Entries taken from a collection:
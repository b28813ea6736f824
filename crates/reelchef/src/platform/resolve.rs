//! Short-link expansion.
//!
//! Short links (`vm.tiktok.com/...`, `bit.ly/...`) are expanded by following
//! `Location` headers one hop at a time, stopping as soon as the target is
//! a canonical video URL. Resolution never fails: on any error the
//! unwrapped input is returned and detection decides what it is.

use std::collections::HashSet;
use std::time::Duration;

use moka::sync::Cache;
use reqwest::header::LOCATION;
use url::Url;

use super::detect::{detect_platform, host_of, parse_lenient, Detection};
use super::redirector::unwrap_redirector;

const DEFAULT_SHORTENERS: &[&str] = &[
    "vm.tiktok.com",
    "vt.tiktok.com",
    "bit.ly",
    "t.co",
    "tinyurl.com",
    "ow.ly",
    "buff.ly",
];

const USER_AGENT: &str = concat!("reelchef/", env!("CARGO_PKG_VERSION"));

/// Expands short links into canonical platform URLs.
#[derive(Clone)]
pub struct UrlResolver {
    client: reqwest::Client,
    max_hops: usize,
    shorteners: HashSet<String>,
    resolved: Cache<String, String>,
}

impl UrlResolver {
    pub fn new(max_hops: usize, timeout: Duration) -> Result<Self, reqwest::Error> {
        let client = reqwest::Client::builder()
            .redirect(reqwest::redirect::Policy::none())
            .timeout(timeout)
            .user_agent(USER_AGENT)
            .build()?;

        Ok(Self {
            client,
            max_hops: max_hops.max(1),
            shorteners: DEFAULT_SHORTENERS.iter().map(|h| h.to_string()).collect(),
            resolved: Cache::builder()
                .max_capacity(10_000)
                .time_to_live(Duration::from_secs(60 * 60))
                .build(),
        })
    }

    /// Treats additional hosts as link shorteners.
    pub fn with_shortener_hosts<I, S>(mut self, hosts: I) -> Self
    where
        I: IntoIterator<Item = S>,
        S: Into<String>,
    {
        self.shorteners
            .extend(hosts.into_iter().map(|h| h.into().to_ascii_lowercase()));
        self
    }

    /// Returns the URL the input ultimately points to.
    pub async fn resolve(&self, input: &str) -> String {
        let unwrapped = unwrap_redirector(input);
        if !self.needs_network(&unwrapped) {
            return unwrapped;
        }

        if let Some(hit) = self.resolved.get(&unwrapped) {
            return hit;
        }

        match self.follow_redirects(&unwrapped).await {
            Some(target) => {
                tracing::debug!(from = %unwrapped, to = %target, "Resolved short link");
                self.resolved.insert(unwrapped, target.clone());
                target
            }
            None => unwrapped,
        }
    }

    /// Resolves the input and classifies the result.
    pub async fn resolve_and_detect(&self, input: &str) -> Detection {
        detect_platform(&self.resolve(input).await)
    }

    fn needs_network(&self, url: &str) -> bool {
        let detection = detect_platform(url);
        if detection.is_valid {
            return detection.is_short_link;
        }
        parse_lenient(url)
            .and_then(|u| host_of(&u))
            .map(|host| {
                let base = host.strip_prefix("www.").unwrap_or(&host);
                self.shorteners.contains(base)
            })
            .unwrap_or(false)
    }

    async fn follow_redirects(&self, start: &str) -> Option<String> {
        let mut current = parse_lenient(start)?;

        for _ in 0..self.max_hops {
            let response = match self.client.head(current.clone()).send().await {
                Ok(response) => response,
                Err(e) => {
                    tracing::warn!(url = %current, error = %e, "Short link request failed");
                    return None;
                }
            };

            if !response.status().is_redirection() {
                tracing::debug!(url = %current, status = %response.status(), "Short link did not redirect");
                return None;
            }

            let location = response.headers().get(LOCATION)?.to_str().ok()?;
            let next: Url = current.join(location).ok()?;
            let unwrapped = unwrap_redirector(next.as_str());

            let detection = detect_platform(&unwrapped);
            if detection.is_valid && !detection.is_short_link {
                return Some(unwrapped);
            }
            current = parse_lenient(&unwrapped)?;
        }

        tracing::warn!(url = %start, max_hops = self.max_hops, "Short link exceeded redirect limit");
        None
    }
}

▸ TASK GOAL:
Count the lines above that contain the word "await", and reply with only that number.

▸ EXERCISE OUTPUT:
3